== Description of the task ==
Please find all lines containing "that" in the listing below and copy them.
Segment Open
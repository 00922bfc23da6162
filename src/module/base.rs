//! Developer-facing module implementations.
//!
//! A `ModuleBase` is the pure algorithm: it declares which property types it
//! satisfies, any extra inputs beyond those contracts, its submodule slots,
//! and metadata, then implements `run`. Everything stateful (bound values,
//! locking, caching) lives in the runtime wrapper, so the developer's
//! defaults are never clobbered by users.

use std::any::{Any, TypeId};

use crate::any::short_type_name;
use crate::errors::{EngineError, EngineResult};
use crate::fields::{FieldMap, InputMap, ModuleInput, ModuleResult, ResultMap};
use crate::property_type::{PropertyType, PtKey};
use crate::submodule::SubmoduleRequest;

/// Identity of a module implementation: its most-derived type.
#[derive(Debug, Clone, Copy)]
pub struct TypeKey {
    id: TypeId,
    name: &'static str,
}

impl TypeKey {
    pub fn of<T: 'static>() -> Self {
        TypeKey {
            id: TypeId::of::<T>(),
            name: std::any::type_name::<T>(),
        }
    }

    pub fn id(&self) -> TypeId {
        self.id
    }

    pub fn name(&self) -> &'static str {
        self.name
    }

    pub fn short_name(&self) -> String {
        short_type_name(self.name)
    }
}

impl PartialEq for TypeKey {
    fn eq(&self, other: &Self) -> bool {
        self.id == other.id
    }
}

impl Eq for TypeKey {}

/// One field a satisfied property type demands of the declaring module,
/// kept for superset validation.
#[derive(Debug, Clone)]
struct PtField {
    pt: PtKey,
    key: String,
    type_id: Option<TypeId>,
    type_name: Option<String>,
    is_input: bool,
}

/// Everything a module implementation declares up front.
#[derive(Clone, Default)]
pub struct ModuleDeclaration {
    description: Option<String>,
    citations: Vec<String>,
    property_types: Vec<PtKey>,
    pt_fields: Vec<PtField>,
    inputs: InputMap,
    results: ResultMap,
    submods: FieldMap<SubmoduleRequest>,
}

impl ModuleDeclaration {
    pub fn new() -> Self {
        Self::default()
    }

    pub fn with_description(mut self, description: impl Into<String>) -> Self {
        self.description = Some(description.into());
        self
    }

    pub fn with_citation(mut self, citation: impl Into<String>) -> Self {
        self.citations.push(citation.into());
        self
    }

    /// Declare that the module satisfies `PT`, merging the property type's
    /// input and result fields into the declaration.
    pub fn satisfies<PT: PropertyType>(mut self) -> Self {
        let pt = PT::key();
        if self.property_types.contains(&pt) {
            return self;
        }
        self.property_types.push(pt);
        for (key, field) in PT::inputs().into_map().iter() {
            self.pt_fields.push(PtField {
                pt,
                key: key.to_string(),
                type_id: field.declared_type_id(),
                type_name: field.declared_type_name(),
                is_input: true,
            });
            self.inputs.insert(key, field.clone());
        }
        for (key, field) in PT::results().into_map().iter() {
            self.pt_fields.push(PtField {
                pt,
                key: key.to_string(),
                type_id: field.declared_type_id(),
                type_name: field.declared_type_name(),
                is_input: false,
            });
            self.results.insert(key, field.clone());
        }
        self
    }

    /// Declare an input field beyond what any property type requires.
    pub fn with_input(mut self, key: impl Into<String>, input: ModuleInput) -> Self {
        self.inputs.insert(key, input);
        self
    }

    /// Declare a result field beyond what any property type requires.
    pub fn with_result(mut self, key: impl Into<String>, result: ModuleResult) -> Self {
        self.results.insert(key, result);
        self
    }

    /// Declare a submodule slot.
    pub fn with_submodule(mut self, key: impl Into<String>, request: SubmoduleRequest) -> Self {
        self.submods.insert(key, request);
        self
    }

    pub fn description(&self) -> Option<&str> {
        self.description.as_deref()
    }

    pub fn citations(&self) -> &[String] {
        &self.citations
    }

    pub fn property_types(&self) -> &[PtKey] {
        &self.property_types
    }

    pub fn inputs(&self) -> &InputMap {
        &self.inputs
    }

    pub fn results(&self) -> &ResultMap {
        &self.results
    }

    pub fn submodules(&self) -> &FieldMap<SubmoduleRequest> {
        &self.submods
    }

    /// Superset check: the declared input and result maps must contain every
    /// field of every satisfied property type, with matching declared types.
    ///
    /// # Errors
    ///
    /// *bad-type* naming the first offending field.
    pub fn validate(&self) -> EngineResult<()> {
        for pt_field in &self.pt_fields {
            let declared = if pt_field.is_input {
                self.inputs
                    .get(&pt_field.key)
                    .map(|input| input.declared_type_id())
            } else {
                self.results
                    .get(&pt_field.key)
                    .map(|result| result.declared_type_id())
            };
            let expected = pt_field
                .type_name
                .clone()
                .unwrap_or_else(|| "(undeclared)".to_string());
            match declared {
                Some(type_id) if type_id == pt_field.type_id => {}
                _ => {
                    return Err(EngineError::BadType {
                        expected: format!(
                            "field '{}' of {} as {expected}",
                            pt_field.key,
                            pt_field.pt.short_name()
                        ),
                        actual: "missing or differently-typed declaration".to_string(),
                    });
                }
            }
        }
        Ok(())
    }
}

/// The abstract module implementation.
///
/// Implementations are stateless with respect to users: the declaration is a
/// snapshot of developer defaults, and `run` is a pure function of the
/// inputs and submodules it is handed. Two implementations are the same
/// algorithm iff their most-derived type identifiers match.
pub trait ModuleBase: Any {
    /// Identity of the most-derived implementation type
    /// (`TypeKey::of::<Self>()`).
    fn type_key(&self) -> TypeKey;

    /// The module's declared property types, fields, submodule slots, and
    /// metadata.
    fn declaration(&self) -> ModuleDeclaration;

    /// The algorithm. `inputs` is the validated, merged input map; `submods`
    /// holds the bound, locked submodule slots.
    fn run(
        &self,
        inputs: &InputMap,
        submods: &FieldMap<SubmoduleRequest>,
    ) -> EngineResult<ResultMap>;

    /// Extra identity mixed into the context hash. Lambda modules return
    /// their caller-provided token here so that two lambdas over the same
    /// property type memoize independently.
    fn identity_token(&self) -> Option<&str> {
        None
    }

    /// Whether freshly-wrapped modules of this implementation memoize.
    fn default_memoizable(&self) -> bool {
        true
    }
}
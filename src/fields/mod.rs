//! Field descriptors and their containers.
//!
//! Inputs and results are typed, named slots holding at most one type-erased
//! value plus metadata; `FieldMap` and `FieldTuple` keep them in declaration
//! order with case-insensitive keys.

mod bounds;
mod input;
mod map;
mod result;
mod tuple;

pub use bounds::BoundsCheck;
pub use input::ModuleInput;
pub use map::FieldMap;
pub use result::ModuleResult;
pub use tuple::FieldTuple;

use std::any::TypeId;

use crate::any::short_type_name;

/// A field's declared static type: runtime identifier, name, and whether
/// bound values are held by shared ownership (the const-reference
/// discipline) or copied.
#[derive(Debug, Clone, PartialEq, Eq)]
pub(crate) struct DeclaredType {
    pub type_id: TypeId,
    pub type_name: &'static str,
    pub shared: bool,
}

impl DeclaredType {
    pub fn of<T: 'static>(shared: bool) -> Self {
        DeclaredType {
            type_id: TypeId::of::<T>(),
            type_name: std::any::type_name::<T>(),
            shared,
        }
    }

    pub fn short_name(&self) -> String {
        short_type_name(self.type_name)
    }
}

/// Convenience alias: the named input set a module run consumes.
pub type InputMap = FieldMap<ModuleInput>;

/// Convenience alias: the named result set a module run produces.
pub type ResultMap = FieldMap<ModuleResult>;
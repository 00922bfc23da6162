//! Result field descriptor.
//!
//! Same shape as an input without optional/transparent flags or domain
//! checks. Bound values are held by shared ownership so cached result maps
//! clone cheaply.

use std::any::TypeId;
use std::fmt;
use std::sync::Arc;

use crate::any::{short_type_name, AnyField, FieldPayload};
use crate::errors::{EngineError, EngineResult};
use crate::fields::DeclaredType;
use crate::hashing::{ContextHasher, HashValue};

/// Typed, named result slot.
#[derive(Clone, Debug, PartialEq)]
pub struct ModuleResult {
    declared: Option<DeclaredType>,
    description: Option<String>,
    value: Option<AnyField>,
}

impl ModuleResult {
    pub fn new() -> Self {
        ModuleResult {
            declared: None,
            description: None,
            value: None,
        }
    }

    /// Declare the result's type. Re-declaring the same type is a no-op;
    /// changing the type of a result that already holds a value is
    /// *bad-type*.
    pub fn set_type<T: FieldPayload>(&mut self) -> EngineResult<&mut Self> {
        if let Some(declared) = &self.declared {
            if declared.type_id == TypeId::of::<T>() {
                return Ok(self);
            }
            if self.value.is_some() {
                return Err(EngineError::BadType {
                    expected: declared.short_name(),
                    actual: short_type_name(std::any::type_name::<T>()),
                });
            }
        }
        self.declared = Some(DeclaredType::of::<T>(true));
        Ok(self)
    }

    pub fn with_type<T: FieldPayload>(mut self) -> Self {
        self.value = None;
        self.declared = Some(DeclaredType::of::<T>(true));
        self
    }

    pub fn set_description(&mut self, description: impl Into<String>) -> &mut Self {
        self.description = Some(description.into());
        self
    }

    pub fn with_description(mut self, description: impl Into<String>) -> Self {
        self.description = Some(description.into());
        self
    }

    /// Bind a value by ownership; it is moved into shared storage.
    pub fn change<T: FieldPayload>(&mut self, value: T) -> EngineResult<()> {
        self.assert_declared::<T>()?;
        self.value = Some(AnyField::shared(Arc::new(value)));
        Ok(())
    }

    /// Bind an already-shared value.
    pub fn change_shared<T: FieldPayload>(&mut self, value: Arc<T>) -> EngineResult<()> {
        self.assert_declared::<T>()?;
        self.value = Some(AnyField::shared(value));
        Ok(())
    }

    /// Rebuild a result slot around a decoded value, deriving the declared
    /// type from the value itself. Descriptions do not survive persistence.
    pub(crate) fn from_decoded(field: AnyField) -> Self {
        ModuleResult {
            declared: Some(DeclaredType {
                type_id: field.type_id(),
                type_name: field.type_name(),
                shared: true,
            }),
            description: None,
            value: Some(field),
        }
    }

    /// Bind a pre-erased value (the wrap path of property types and the
    /// cache decode path).
    pub(crate) fn change_any(&mut self, field: AnyField) -> EngineResult<()> {
        let declared = self.declared.as_ref().ok_or_else(|| EngineError::NotReady {
            missing_inputs: vec!["(type not declared)".to_string()],
            unbound_submods: Vec::new(),
        })?;
        if declared.type_id != field.type_id() {
            return Err(EngineError::BadType {
                expected: declared.short_name(),
                actual: field.short_type_name(),
            });
        }
        self.value = Some(field);
        Ok(())
    }

    fn assert_declared<T: FieldPayload>(&self) -> EngineResult<()> {
        let declared = self.declared.as_ref().ok_or_else(|| EngineError::NotReady {
            missing_inputs: vec!["(type not declared)".to_string()],
            unbound_submods: Vec::new(),
        })?;
        if declared.type_id != TypeId::of::<T>() {
            return Err(EngineError::BadType {
                expected: declared.short_name(),
                actual: short_type_name(std::any::type_name::<T>()),
            });
        }
        Ok(())
    }

    /// Copy the bound value out as a `T`.
    pub fn value<T: Clone + 'static>(&self) -> EngineResult<T> {
        self.field()?.value::<T>()
    }

    /// Borrow the bound value.
    pub fn get<T: 'static>(&self) -> EngineResult<&T> {
        self.field()?.get::<T>()
    }

    /// Retrieve the bound value by shared ownership.
    pub fn shared_value<T: FieldPayload + Clone>(&self) -> EngineResult<Arc<T>> {
        self.field()?.shared_value::<T>()
    }

    fn field(&self) -> EngineResult<&AnyField> {
        self.value
            .as_ref()
            .ok_or_else(|| EngineError::NotFound("result holds no value".to_string()))
    }

    pub fn has_value(&self) -> bool {
        self.value.is_some()
    }

    pub fn has_type(&self) -> bool {
        self.declared.is_some()
    }

    pub fn declared_type_name(&self) -> Option<String> {
        self.declared.as_ref().map(|d| d.short_name())
    }

    pub(crate) fn declared_type_id(&self) -> Option<TypeId> {
        self.declared.as_ref().map(|d| d.type_id)
    }

    pub fn description(&self) -> Option<&str> {
        self.description.as_deref()
    }

    pub(crate) fn any_field(&self) -> Option<&AnyField> {
        self.value.as_ref()
    }

    /// Contribute to a context hash: the value's hash, or zero when empty.
    pub fn hash(&self, hasher: &mut ContextHasher) -> EngineResult<()> {
        match &self.value {
            Some(value) => value.hash(hasher),
            None => {
                hasher.update_hash(&HashValue::ZERO);
                Ok(())
            }
        }
    }
}

impl Default for ModuleResult {
    fn default() -> Self {
        Self::new()
    }
}

impl fmt::Display for ModuleResult {
    fn fmt(&self, f: &mut fmt::Formatter<'_>) -> fmt::Result {
        match &self.value {
            Some(value) => write!(f, "{value}"),
            None => f.write_str("<unset>"),
        }
    }
}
Segment Closed
== Your solution ==
    /// Declare that the module satisfies `PT`, merging the property type's
    /// their caller-provided token here so that two lambdas over the same
    /// changing the type of a result that already holds a value is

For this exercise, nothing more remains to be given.